(Action item): From the records below, return every line containing the word "crate".

(Data supplied):
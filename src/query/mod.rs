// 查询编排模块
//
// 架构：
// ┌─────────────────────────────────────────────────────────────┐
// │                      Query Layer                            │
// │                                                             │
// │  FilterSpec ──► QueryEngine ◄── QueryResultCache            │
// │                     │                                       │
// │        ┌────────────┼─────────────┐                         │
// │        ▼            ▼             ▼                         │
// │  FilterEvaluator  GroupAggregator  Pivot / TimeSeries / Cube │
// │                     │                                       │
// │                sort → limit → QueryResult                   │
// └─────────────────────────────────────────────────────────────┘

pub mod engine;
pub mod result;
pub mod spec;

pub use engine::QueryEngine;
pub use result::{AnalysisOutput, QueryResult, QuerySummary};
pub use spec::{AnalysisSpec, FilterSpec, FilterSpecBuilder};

---

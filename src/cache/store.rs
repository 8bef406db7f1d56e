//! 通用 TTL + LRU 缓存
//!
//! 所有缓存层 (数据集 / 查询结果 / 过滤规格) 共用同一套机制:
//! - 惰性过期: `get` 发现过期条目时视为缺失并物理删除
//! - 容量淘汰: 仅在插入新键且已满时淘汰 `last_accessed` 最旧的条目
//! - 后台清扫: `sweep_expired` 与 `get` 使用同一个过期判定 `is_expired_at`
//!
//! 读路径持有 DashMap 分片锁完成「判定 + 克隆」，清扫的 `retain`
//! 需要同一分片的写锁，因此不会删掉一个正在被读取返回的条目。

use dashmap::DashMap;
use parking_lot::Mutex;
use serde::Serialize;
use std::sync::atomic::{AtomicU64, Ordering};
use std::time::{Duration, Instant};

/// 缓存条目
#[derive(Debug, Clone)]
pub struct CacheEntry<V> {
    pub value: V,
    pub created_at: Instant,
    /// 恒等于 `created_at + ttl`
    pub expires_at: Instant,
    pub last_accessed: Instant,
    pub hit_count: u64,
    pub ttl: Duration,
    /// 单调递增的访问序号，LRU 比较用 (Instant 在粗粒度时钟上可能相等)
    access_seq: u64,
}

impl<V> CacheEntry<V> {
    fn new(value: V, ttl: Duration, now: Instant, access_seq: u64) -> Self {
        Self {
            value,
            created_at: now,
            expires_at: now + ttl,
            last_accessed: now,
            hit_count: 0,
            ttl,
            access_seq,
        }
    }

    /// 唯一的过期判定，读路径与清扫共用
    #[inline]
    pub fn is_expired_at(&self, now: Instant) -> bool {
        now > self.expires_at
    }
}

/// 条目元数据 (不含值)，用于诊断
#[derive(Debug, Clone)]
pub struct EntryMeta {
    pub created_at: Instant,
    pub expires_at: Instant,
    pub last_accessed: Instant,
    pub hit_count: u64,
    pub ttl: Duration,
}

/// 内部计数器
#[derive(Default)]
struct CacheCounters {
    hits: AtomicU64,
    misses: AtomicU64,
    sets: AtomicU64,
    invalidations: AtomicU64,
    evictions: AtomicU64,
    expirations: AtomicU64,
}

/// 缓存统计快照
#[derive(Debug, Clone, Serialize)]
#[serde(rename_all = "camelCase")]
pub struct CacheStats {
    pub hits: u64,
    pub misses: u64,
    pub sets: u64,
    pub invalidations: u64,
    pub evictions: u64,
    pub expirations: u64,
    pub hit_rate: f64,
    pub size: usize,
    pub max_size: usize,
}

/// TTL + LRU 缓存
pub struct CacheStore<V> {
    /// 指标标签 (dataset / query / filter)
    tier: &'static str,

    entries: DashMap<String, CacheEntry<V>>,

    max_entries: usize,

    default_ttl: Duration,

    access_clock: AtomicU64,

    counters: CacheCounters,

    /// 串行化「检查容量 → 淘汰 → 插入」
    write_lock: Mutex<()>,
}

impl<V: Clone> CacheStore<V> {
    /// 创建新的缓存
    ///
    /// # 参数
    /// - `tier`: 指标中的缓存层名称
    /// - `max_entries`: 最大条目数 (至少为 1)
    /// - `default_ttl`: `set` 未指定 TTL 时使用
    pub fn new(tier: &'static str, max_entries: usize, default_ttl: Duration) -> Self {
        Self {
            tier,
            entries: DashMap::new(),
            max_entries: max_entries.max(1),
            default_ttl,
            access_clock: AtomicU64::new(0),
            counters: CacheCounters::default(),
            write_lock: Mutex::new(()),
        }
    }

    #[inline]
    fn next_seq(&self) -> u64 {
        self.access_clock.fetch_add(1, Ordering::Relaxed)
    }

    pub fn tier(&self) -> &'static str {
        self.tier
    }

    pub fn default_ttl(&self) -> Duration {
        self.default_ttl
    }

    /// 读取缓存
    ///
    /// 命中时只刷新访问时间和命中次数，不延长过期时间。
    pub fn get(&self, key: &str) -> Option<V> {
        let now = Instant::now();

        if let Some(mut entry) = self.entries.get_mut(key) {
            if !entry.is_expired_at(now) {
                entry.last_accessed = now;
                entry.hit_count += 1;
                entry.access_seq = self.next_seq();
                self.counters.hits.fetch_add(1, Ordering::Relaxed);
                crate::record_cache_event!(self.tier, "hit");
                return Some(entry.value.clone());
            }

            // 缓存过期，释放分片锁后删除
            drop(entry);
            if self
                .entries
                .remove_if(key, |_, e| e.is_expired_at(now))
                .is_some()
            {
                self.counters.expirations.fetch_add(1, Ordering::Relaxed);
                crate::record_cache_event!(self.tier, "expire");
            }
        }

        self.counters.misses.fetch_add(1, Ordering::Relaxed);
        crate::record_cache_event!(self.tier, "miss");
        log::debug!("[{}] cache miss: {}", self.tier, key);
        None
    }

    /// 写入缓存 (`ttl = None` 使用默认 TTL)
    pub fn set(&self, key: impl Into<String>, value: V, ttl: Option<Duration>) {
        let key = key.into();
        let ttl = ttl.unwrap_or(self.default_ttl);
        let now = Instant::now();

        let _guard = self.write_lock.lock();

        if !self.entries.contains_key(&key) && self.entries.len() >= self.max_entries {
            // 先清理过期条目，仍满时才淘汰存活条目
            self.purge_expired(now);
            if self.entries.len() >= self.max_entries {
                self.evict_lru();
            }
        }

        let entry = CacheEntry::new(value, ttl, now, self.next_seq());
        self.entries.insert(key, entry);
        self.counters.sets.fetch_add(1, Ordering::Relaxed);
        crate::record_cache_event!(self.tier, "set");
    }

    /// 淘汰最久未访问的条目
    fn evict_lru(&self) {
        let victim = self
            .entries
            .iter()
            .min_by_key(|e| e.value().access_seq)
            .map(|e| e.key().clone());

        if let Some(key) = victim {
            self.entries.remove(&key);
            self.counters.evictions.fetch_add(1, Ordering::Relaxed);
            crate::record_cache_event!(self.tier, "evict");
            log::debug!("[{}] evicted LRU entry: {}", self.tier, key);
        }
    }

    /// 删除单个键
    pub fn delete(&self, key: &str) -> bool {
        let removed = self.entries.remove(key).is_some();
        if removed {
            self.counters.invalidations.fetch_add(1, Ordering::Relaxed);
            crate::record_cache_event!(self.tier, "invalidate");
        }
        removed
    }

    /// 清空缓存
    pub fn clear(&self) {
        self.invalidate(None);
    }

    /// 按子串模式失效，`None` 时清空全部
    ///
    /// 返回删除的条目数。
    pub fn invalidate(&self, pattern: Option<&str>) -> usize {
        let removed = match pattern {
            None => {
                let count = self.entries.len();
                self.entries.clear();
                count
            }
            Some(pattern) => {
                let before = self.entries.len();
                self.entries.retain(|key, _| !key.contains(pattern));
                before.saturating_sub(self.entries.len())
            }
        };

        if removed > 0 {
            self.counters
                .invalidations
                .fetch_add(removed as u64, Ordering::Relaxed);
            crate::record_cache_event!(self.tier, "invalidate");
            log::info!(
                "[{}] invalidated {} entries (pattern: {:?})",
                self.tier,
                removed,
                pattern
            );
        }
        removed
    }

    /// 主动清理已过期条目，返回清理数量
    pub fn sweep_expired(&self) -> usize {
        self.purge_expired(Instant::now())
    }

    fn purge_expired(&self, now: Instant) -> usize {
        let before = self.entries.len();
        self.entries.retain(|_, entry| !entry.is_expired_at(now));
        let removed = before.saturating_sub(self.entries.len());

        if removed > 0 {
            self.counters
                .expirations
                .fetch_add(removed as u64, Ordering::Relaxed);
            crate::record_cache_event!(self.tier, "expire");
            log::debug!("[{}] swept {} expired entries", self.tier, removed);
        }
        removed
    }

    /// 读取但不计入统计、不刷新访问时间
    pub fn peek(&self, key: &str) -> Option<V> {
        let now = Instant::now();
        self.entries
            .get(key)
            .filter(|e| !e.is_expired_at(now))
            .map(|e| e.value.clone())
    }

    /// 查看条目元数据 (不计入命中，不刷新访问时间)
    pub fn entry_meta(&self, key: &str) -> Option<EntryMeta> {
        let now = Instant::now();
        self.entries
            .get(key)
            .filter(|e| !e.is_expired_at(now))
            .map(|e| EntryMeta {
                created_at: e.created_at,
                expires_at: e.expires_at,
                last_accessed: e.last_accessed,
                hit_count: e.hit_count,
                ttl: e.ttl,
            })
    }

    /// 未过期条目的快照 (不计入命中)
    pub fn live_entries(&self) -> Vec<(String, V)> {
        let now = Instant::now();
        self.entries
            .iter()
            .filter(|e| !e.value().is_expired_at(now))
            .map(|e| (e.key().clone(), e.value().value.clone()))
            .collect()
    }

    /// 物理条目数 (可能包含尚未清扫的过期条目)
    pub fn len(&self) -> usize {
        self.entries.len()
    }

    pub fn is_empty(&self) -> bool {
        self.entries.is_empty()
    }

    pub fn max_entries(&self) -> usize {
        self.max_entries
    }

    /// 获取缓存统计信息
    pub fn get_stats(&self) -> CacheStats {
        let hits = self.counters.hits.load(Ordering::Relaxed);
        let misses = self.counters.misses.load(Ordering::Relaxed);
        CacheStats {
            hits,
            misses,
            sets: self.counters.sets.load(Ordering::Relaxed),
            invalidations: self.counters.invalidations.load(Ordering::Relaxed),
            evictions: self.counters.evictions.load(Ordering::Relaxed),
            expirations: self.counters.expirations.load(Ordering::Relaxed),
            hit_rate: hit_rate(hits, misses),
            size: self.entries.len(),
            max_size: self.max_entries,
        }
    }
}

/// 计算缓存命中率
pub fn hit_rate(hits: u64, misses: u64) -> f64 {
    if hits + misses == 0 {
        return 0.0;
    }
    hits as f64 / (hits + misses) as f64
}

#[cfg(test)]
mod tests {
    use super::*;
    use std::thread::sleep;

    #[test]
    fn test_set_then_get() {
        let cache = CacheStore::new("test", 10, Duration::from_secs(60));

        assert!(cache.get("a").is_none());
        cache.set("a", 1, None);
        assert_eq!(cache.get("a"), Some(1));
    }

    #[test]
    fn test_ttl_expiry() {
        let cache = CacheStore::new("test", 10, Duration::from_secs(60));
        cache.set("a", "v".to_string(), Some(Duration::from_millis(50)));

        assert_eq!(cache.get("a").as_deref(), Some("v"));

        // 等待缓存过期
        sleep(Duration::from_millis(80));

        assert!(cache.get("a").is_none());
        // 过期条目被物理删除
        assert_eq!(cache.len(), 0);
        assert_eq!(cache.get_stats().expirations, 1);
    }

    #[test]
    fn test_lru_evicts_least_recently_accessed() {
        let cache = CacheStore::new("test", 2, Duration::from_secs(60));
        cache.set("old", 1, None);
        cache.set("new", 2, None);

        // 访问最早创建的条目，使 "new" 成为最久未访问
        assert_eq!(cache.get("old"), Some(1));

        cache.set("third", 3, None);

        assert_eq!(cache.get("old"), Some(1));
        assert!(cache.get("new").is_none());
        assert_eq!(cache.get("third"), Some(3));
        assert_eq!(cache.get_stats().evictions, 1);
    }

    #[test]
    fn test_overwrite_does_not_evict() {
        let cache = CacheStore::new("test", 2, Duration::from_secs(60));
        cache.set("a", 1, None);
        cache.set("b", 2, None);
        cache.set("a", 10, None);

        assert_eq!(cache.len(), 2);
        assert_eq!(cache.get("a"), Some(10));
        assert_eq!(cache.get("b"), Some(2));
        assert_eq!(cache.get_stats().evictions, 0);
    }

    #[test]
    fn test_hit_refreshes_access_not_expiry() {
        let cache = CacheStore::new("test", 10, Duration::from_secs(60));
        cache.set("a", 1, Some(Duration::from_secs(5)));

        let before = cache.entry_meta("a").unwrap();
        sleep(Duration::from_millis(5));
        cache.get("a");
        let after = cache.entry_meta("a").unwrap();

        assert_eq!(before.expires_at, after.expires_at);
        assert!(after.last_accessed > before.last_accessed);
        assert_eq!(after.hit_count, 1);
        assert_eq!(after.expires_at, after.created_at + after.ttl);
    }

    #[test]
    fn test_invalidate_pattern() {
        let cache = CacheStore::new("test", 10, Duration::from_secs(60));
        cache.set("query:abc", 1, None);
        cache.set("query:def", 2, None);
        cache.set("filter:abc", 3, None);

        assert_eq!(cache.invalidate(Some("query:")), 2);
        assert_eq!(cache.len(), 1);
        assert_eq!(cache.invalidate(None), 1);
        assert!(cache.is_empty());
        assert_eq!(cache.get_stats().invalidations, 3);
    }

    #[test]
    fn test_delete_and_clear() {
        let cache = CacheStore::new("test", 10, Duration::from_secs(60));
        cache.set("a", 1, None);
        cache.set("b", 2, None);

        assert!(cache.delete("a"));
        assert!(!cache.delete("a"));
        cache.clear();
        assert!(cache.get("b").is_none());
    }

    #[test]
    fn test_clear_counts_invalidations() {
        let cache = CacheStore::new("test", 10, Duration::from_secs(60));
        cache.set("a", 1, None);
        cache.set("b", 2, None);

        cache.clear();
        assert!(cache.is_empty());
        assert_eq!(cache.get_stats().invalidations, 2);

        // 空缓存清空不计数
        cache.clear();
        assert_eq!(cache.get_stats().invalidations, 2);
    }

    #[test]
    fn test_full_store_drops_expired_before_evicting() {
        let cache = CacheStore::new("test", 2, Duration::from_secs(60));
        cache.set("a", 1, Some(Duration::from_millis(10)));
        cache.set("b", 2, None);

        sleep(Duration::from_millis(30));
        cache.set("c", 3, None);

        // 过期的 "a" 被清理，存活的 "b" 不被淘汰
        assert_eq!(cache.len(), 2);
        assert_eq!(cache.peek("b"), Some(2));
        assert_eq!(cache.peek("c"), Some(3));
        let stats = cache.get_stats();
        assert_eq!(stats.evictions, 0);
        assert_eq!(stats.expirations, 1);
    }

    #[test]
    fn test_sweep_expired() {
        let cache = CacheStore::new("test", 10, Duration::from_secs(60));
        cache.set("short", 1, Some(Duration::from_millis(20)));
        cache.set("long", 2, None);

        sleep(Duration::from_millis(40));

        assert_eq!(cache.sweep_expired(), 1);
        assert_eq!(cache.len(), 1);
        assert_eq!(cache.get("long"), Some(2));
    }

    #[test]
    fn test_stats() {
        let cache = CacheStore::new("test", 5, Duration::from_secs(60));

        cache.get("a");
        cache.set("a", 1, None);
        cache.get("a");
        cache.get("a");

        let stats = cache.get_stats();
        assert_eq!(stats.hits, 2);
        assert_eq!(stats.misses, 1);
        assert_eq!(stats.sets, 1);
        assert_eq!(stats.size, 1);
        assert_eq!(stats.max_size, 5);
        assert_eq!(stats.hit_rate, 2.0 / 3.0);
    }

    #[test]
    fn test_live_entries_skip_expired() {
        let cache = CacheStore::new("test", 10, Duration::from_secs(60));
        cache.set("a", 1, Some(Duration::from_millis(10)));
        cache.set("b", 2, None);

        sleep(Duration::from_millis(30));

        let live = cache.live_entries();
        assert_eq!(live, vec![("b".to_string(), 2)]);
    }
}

(Completed exercise):
                crate::record_cache_event!(self.tier, "hit");
                crate::record_cache_event!(self.tier, "expire");
        crate::record_cache_event!(self.tier, "miss");
        crate::record_cache_event!(self.tier, "set");
            crate::record_cache_event!(self.tier, "evict");
            crate::record_cache_event!(self.tier, "invalidate");
            crate::record_cache_event!(self.tier, "invalidate");
            crate::record_cache_event!(self.tier, "expire");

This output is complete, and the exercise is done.